» Records for the task:

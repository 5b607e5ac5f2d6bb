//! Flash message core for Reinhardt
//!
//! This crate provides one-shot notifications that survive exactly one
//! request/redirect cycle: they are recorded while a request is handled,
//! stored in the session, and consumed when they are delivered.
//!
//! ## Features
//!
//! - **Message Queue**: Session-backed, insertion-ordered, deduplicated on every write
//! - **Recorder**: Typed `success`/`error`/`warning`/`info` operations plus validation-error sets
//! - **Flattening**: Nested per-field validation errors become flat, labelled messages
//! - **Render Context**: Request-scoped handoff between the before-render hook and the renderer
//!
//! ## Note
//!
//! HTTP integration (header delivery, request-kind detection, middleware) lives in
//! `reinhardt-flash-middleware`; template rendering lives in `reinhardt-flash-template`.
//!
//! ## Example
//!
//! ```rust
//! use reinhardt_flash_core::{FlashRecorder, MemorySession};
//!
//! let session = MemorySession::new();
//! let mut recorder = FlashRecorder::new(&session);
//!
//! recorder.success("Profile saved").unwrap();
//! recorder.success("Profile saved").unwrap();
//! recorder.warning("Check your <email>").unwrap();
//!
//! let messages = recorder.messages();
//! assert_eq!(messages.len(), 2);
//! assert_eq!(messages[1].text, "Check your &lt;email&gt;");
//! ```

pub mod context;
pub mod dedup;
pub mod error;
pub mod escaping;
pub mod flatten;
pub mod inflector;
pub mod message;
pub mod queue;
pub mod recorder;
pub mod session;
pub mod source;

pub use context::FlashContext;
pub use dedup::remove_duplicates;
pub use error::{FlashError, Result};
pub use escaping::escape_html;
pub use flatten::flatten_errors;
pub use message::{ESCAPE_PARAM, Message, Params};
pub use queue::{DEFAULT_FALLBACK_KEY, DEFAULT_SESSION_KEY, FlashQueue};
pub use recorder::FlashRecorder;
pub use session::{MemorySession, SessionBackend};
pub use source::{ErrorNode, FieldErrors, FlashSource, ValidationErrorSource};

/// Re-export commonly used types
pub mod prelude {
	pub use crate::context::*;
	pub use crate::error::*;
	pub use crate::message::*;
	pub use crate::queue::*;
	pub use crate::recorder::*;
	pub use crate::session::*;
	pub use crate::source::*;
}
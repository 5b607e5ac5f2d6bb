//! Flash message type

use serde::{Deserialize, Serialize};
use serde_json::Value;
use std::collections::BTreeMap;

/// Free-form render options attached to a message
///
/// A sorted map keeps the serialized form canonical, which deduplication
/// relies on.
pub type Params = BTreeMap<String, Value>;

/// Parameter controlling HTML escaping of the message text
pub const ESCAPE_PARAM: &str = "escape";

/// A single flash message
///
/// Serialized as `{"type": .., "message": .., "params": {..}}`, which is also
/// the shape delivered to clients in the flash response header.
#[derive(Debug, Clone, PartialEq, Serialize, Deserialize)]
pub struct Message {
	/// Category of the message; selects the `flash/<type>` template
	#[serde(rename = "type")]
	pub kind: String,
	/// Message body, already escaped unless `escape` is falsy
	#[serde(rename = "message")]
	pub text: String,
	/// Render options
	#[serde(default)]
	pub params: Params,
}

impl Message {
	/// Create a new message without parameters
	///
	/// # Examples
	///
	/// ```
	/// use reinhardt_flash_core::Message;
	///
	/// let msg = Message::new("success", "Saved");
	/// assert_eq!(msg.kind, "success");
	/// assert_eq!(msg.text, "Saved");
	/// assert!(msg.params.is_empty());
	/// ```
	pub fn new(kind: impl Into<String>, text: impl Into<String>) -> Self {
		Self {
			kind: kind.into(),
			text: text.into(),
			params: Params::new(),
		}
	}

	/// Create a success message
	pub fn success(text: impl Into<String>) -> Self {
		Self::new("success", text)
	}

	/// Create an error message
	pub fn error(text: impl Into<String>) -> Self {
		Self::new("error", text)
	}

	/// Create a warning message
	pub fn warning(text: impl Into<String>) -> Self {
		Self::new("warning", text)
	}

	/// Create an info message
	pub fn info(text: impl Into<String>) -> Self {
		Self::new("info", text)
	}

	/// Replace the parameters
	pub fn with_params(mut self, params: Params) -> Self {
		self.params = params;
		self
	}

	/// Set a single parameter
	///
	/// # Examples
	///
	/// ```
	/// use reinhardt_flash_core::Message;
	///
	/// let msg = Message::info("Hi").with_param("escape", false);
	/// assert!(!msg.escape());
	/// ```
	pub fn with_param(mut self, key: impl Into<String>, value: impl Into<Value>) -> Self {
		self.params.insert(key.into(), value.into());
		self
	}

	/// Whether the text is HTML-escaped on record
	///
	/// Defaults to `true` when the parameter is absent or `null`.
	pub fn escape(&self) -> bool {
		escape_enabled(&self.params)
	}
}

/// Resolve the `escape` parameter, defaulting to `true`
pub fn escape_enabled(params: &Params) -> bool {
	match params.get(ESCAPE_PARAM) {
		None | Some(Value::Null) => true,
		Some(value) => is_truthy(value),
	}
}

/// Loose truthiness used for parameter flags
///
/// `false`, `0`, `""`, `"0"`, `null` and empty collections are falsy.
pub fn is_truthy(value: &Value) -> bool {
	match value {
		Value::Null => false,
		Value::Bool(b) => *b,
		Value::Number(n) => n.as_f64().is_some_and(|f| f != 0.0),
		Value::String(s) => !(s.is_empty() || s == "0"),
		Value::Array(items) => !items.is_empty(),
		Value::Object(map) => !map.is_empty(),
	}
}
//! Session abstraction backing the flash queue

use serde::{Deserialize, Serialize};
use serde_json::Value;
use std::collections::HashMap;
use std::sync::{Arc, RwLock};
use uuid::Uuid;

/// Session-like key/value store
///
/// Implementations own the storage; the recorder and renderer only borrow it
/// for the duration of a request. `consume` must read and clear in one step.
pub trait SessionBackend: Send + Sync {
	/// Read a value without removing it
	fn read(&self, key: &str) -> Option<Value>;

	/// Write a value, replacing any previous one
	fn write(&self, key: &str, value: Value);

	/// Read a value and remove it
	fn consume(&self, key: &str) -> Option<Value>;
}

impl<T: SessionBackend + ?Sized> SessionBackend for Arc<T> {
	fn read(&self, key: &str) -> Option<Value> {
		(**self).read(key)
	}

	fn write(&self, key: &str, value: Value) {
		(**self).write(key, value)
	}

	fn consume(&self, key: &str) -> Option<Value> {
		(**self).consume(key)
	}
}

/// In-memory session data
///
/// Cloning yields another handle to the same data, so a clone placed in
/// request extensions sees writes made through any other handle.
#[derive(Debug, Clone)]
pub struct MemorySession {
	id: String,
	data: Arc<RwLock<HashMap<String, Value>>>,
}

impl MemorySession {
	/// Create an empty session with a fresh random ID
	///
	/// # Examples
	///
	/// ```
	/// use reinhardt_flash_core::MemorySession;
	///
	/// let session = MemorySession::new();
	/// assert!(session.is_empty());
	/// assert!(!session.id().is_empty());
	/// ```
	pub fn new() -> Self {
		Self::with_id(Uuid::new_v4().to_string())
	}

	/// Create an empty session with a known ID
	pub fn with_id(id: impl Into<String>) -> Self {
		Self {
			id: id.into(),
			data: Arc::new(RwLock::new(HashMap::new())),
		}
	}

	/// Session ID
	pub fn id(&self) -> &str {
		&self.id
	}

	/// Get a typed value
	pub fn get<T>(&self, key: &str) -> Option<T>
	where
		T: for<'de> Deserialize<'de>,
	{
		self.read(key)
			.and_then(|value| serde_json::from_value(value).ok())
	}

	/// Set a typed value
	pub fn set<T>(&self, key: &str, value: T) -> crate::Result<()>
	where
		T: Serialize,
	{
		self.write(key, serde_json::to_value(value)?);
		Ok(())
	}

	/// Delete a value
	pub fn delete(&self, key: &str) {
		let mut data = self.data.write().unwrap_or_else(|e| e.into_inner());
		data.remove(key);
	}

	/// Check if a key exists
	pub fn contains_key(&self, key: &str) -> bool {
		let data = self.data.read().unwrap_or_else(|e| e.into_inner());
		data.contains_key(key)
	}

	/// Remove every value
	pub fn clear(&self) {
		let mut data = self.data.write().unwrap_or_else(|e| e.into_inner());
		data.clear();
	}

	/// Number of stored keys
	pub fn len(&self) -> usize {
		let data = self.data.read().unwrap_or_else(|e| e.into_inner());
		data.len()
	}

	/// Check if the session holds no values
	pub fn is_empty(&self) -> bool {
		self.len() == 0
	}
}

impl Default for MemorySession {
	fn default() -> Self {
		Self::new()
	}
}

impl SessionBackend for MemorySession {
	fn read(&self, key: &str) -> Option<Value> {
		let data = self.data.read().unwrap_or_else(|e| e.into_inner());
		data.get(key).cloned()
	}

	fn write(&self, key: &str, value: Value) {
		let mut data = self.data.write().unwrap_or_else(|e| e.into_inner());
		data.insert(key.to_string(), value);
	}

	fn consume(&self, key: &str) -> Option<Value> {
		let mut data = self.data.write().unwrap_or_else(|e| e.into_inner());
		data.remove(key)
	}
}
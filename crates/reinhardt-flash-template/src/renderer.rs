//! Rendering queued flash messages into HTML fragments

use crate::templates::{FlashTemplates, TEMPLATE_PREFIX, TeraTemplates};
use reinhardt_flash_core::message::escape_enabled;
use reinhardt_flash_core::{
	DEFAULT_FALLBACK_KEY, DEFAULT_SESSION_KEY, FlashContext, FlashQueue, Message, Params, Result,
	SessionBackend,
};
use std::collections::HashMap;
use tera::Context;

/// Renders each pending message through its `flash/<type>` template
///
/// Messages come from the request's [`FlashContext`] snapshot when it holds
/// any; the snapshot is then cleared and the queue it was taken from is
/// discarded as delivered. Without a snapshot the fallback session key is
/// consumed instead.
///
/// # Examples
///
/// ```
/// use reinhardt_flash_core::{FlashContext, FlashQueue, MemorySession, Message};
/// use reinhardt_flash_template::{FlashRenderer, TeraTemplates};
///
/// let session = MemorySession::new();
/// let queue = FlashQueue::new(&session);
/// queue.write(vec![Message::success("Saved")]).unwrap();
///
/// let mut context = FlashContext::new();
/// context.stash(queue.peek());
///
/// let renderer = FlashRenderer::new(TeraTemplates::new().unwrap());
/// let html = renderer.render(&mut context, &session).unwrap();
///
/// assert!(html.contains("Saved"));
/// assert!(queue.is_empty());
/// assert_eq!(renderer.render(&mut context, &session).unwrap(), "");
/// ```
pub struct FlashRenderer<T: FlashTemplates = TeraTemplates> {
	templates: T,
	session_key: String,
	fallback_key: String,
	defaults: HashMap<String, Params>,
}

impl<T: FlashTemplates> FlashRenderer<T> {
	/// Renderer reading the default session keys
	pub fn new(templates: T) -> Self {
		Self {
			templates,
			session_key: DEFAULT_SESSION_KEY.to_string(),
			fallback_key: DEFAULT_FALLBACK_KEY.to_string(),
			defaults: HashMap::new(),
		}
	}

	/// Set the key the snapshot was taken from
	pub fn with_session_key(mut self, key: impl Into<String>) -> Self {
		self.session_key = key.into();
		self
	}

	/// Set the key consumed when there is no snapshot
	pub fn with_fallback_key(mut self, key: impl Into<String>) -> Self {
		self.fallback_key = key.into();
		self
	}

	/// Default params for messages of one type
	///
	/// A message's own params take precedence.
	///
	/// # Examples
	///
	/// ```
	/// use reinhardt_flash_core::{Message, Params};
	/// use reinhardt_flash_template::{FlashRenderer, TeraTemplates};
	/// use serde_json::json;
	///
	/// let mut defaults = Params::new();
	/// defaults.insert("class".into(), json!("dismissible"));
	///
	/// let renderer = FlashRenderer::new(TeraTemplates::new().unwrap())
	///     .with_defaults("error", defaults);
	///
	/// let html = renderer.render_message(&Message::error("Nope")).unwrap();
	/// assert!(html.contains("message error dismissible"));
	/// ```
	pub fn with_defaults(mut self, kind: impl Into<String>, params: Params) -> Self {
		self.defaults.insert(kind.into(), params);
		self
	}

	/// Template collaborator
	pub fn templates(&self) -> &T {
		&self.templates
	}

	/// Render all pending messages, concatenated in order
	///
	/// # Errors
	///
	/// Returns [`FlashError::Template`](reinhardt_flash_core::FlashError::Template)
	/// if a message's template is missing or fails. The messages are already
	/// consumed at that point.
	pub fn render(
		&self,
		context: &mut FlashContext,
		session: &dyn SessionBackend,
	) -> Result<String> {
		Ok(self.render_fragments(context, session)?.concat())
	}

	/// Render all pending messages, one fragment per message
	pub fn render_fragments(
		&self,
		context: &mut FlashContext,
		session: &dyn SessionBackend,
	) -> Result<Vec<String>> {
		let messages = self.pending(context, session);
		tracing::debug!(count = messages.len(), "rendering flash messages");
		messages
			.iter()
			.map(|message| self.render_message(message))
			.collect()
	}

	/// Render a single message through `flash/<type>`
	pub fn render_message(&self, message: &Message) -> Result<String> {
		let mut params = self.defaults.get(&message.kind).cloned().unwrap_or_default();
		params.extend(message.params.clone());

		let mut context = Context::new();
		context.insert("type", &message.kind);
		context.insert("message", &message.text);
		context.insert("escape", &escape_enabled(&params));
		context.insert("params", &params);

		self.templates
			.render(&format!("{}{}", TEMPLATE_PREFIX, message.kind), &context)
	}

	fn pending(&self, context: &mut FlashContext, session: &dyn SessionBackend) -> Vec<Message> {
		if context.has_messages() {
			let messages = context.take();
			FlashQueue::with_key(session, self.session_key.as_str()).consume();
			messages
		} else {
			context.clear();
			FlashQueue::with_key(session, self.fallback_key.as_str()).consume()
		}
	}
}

» Exercise objective: Copy out each line from the listing that contains the string "pending".

» Exercise answer:
/// Renders each pending message through its `flash/<type>` template
	/// Render all pending messages, concatenated in order
	/// Render all pending messages, one fragment per message
		let messages = self.pending(context, session);
	fn pending(&self, context: &mut FlashContext, session: &dyn SessionBackend) -> Vec<Message> {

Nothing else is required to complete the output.